I’ve been learning a lot from the whole Twitter phenomenon. How, despite its frailties and weaknesses, it continues to attract followers. How, despite it being “down so ***damn long, that it looks like up to me” people continue to build Twitter ecosystem tools. And how it spawns an entire industry around the Fail Whale: the Wikipedia article, the official site and fan club, the Facebook page and even the merchandising sites. And even a Flickr group, where this one, from FactoryJoe, remains my favourite:
So why is Twitter so popular? As I’ve said before, I think it’s about the pub-sub model. People do not want information on a “Hit Culture” basis, they want it on a “Long Tail” basis. Talking about Long Tail, there was a great review of Chris Anderson’s book by Steven Johnson some time ago. Some of the things he said in that article are germane in the context of stuff like Twitter:
It occurred to me reading The Long Tail that the general trend from mass to niche can explain some of this increased complexity: niches can speak to each other in shorthand; they don’t have to spell everything out. But at the same time, the niche itself doesn’t have to become any more aesthetically or intellectually rich compared to what came before. If there’s a pro wrestling niche, the creators don’t have to condescend to the non-wrestling fans who might be tuning in, which means that they can make more references and in general convey more information about wrestling — precisely because they know their audience is made up of hard core fans. But it’s still pro wrestling. The content isn’t anything to write home about, but the form grows more complex. In a mass society, it’s harder to pull that off. But out on the tail, it comes naturally.
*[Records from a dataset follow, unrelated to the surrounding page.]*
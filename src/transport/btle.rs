// btleplug Transport Implementation
// Binds the lamp client to a real BLE adapter. Only peripherals the adapter
// already knows about are used; this transport never starts a scan.

use crate::transport::{
    Link, LinkEvent, PeripheralHandle, Session, Subscription, SubscriptionId, Transport,
    TransportError,
};
use async_trait::async_trait;
use btleplug::api::{BDAddr, Central, CentralEvent, Characteristic, Manager as _, Peripheral as _, WriteType};
use btleplug::platform::{Adapter, Manager, Peripheral};
use futures::StreamExt;
use std::collections::HashMap;
use std::sync::atomic::{AtomicU64, Ordering};
use std::sync::{Arc, Mutex, PoisonError};
use tokio::sync::mpsc;
use tokio::task::JoinHandle;
use tracing::{debug, warn};
use uuid::Uuid;

fn map_error(error: btleplug::Error, fallback: fn(String) -> TransportError) -> TransportError {
    match error {
        btleplug::Error::NotConnected => TransportError::NotConnected,
        btleplug::Error::DeviceNotFound => TransportError::PeripheralNotFound(error.to_string()),
        btleplug::Error::TimedOut(_) => TransportError::Timeout,
        btleplug::Error::PermissionDenied => TransportError::HardwareUnavailable,
        other => fallback(other.to_string()),
    }
}

// ============================================================================
// BTLE TRANSPORT
// ============================================================================

/// Transport backed by a btleplug adapter
pub struct BtleTransport {
    adapter: Adapter,
}

impl BtleTransport {
    pub fn new(adapter: Adapter) -> Self {
        Self { adapter }
    }

    /// Use the first Bluetooth adapter on this machine
    pub async fn first_adapter() -> Result<Self, TransportError> {
        let manager = Manager::new()
            .await
            .map_err(|e| map_error(e, TransportError::ConnectionFailed))?;
        let adapters = manager
            .adapters()
            .await
            .map_err(|e| map_error(e, TransportError::ConnectionFailed))?;

        adapters
            .into_iter()
            .next()
            .map(Self::new)
            .ok_or(TransportError::HardwareUnavailable)
    }

    async fn find_peripheral(&self, handle: &PeripheralHandle) -> Result<Peripheral, TransportError> {
        let wanted: BDAddr = handle
            .address()
            .parse()
            .map_err(|_| TransportError::InvalidAddress(handle.address().to_string()))?;

        let peripherals = self
            .adapter
            .peripherals()
            .await
            .map_err(|e| map_error(e, TransportError::ConnectionFailed))?;

        peripherals
            .into_iter()
            .find(|p| p.address() == wanted)
            .ok_or_else(|| TransportError::PeripheralNotFound(handle.address().to_string()))
    }
}

#[async_trait]
impl Transport for BtleTransport {
    async fn connect(&self, handle: &PeripheralHandle) -> Result<Link, TransportError> {
        let peripheral = self.find_peripheral(handle).await?;

        // Subscribe before connecting so an early drop is not missed
        let mut central_events = self
            .adapter
            .events()
            .await
            .map_err(|e| map_error(e, TransportError::ConnectionFailed))?;

        if !peripheral.is_connected().await.unwrap_or(false) {
            peripheral
                .connect()
                .await
                .map_err(|e| map_error(e, TransportError::ConnectionFailed))?;
        }
        peripheral
            .discover_services()
            .await
            .map_err(|e| map_error(e, TransportError::ConnectionFailed))?;

        let characteristics: HashMap<Uuid, Characteristic> = peripheral
            .characteristics()
            .into_iter()
            .map(|c| (c.uuid, c))
            .collect();
        debug!(peripheral = %handle, count = characteristics.len(), "discovered characteristics");

        let (tx, rx) = mpsc::unbounded_channel();
        let id = peripheral.id();
        let watcher = tokio::spawn(async move {
            while let Some(event) = central_events.next().await {
                if let CentralEvent::DeviceDisconnected(gone) = event {
                    if gone == id {
                        let _ = tx.send(LinkEvent::Disconnected {
                            reason: "peripheral disconnected".to_string(),
                        });
                        break;
                    }
                }
            }
        });

        let session = BtleSession {
            peripheral,
            characteristics,
            watcher,
            subscriptions: Mutex::new(HashMap::new()),
            next_subscription: AtomicU64::new(1),
        };

        Ok(Link {
            session: Arc::new(session),
            events: rx,
        })
    }
}

// ============================================================================
// BTLE SESSION
// ============================================================================

struct BtleSession {
    peripheral: Peripheral,
    characteristics: HashMap<Uuid, Characteristic>,
    watcher: JoinHandle<()>,
    subscriptions: Mutex<HashMap<SubscriptionId, (Characteristic, JoinHandle<()>)>>,
    next_subscription: AtomicU64,
}

impl BtleSession {
    fn characteristic(&self, uuid: Uuid) -> Result<&Characteristic, TransportError> {
        self.characteristics
            .get(&uuid)
            .ok_or(TransportError::CharacteristicNotFound(uuid))
    }

    fn abort_forwarders(&self) {
        let mut subscriptions = self.subscriptions.lock().unwrap_or_else(PoisonError::into_inner);
        for (_, (_, task)) in subscriptions.drain() {
            task.abort();
        }
    }
}

impl Drop for BtleSession {
    fn drop(&mut self) {
        self.watcher.abort();
        self.abort_forwarders();
    }
}

#[async_trait]
impl Session for BtleSession {
    async fn write(&self, characteristic: Uuid, data: &[u8]) -> Result<(), TransportError> {
        let target = self.characteristic(characteristic)?;
        self.peripheral
            .write(target, data, WriteType::WithResponse)
            .await
            .map_err(|e| map_error(e, TransportError::WriteFailed))
    }

    async fn subscribe(&self, characteristic: Uuid) -> Result<Subscription, TransportError> {
        let target = self.characteristic(characteristic)?.clone();

        let mut stream = self
            .peripheral
            .notifications()
            .await
            .map_err(|e| map_error(e, TransportError::SubscribeFailed))?;
        self.peripheral
            .subscribe(&target)
            .await
            .map_err(|e| map_error(e, TransportError::SubscribeFailed))?;

        let (tx, rx) = mpsc::unbounded_channel();
        let forwarder = tokio::spawn(async move {
            while let Some(notification) = stream.next().await {
                if notification.uuid == characteristic && tx.send(notification.value).is_err() {
                    break;
                }
            }
        });

        let id = SubscriptionId(self.next_subscription.fetch_add(1, Ordering::Relaxed));
        self.subscriptions
            .lock()
            .unwrap_or_else(PoisonError::into_inner)
            .insert(id, (target, forwarder));

        Ok(Subscription {
            id,
            notifications: rx,
        })
    }

    async fn unsubscribe(&self, subscription: SubscriptionId) -> Result<(), TransportError> {
        let entry = self
            .subscriptions
            .lock()
            .unwrap_or_else(PoisonError::into_inner)
            .remove(&subscription);

        let Some((target, forwarder)) = entry else {
            warn!(%subscription, "unsubscribe for unknown subscription");
            return Ok(());
        };
        forwarder.abort();

        self.peripheral
            .unsubscribe(&target)
            .await
            .map_err(|e| map_error(e, TransportError::SubscribeFailed))
    }

    async fn disconnect(&self) -> Result<(), TransportError> {
        self.abort_forwarders();
        self.watcher.abort();
        self.peripheral
            .disconnect()
            .await
            .map_err(|e| map_error(e, TransportError::ConnectionFailed))
    }
}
Niches can speak to each other in shorthand. I do like that turn of phrase. Now Steven, one of my favourite authors, wrote that some time ago. As technology improves, I think the capacity for niches to carry and embed context in their shorthand also improves. Take for example the audioscrobbler to FoxyTunes to TwittyTunes to Twitter chain: you listen to something, audioscrobbler scrapes the song title and artist(s), FoxyTunes picks it up and creates a mash-up including the song lyrics, the web site, the MySpace or Facebook page, the Google returns, the Wikipedia entry, tracks for sale at Amazon or emusic, and so on. TwittyTunes then takes the url for the FoxyTunes mashed-up page and crunches it into a tinyurl or similar, then posts it as a tweet from you.
That’s just one example. The process itself is there to be repeated for many others, ranging from stocks and shares to planes and trains and automobiles.
Capillary conversations are here to stay. Niches will speak to each other in shorthand. Enabling technologies will get more and more robust. People will learn more about the use of publish-subscribe models. [An aside: there are a lot of people who pooh-pooh pub-sub, claiming that it doesn’t scale. The way this pooh-poohing is done, it reminds me of the way people used to say that Linux wouldn’t scale. Dinosaur death throes.]
Yup, capillary conversations are here to stay. And the sooner we understand that, the better.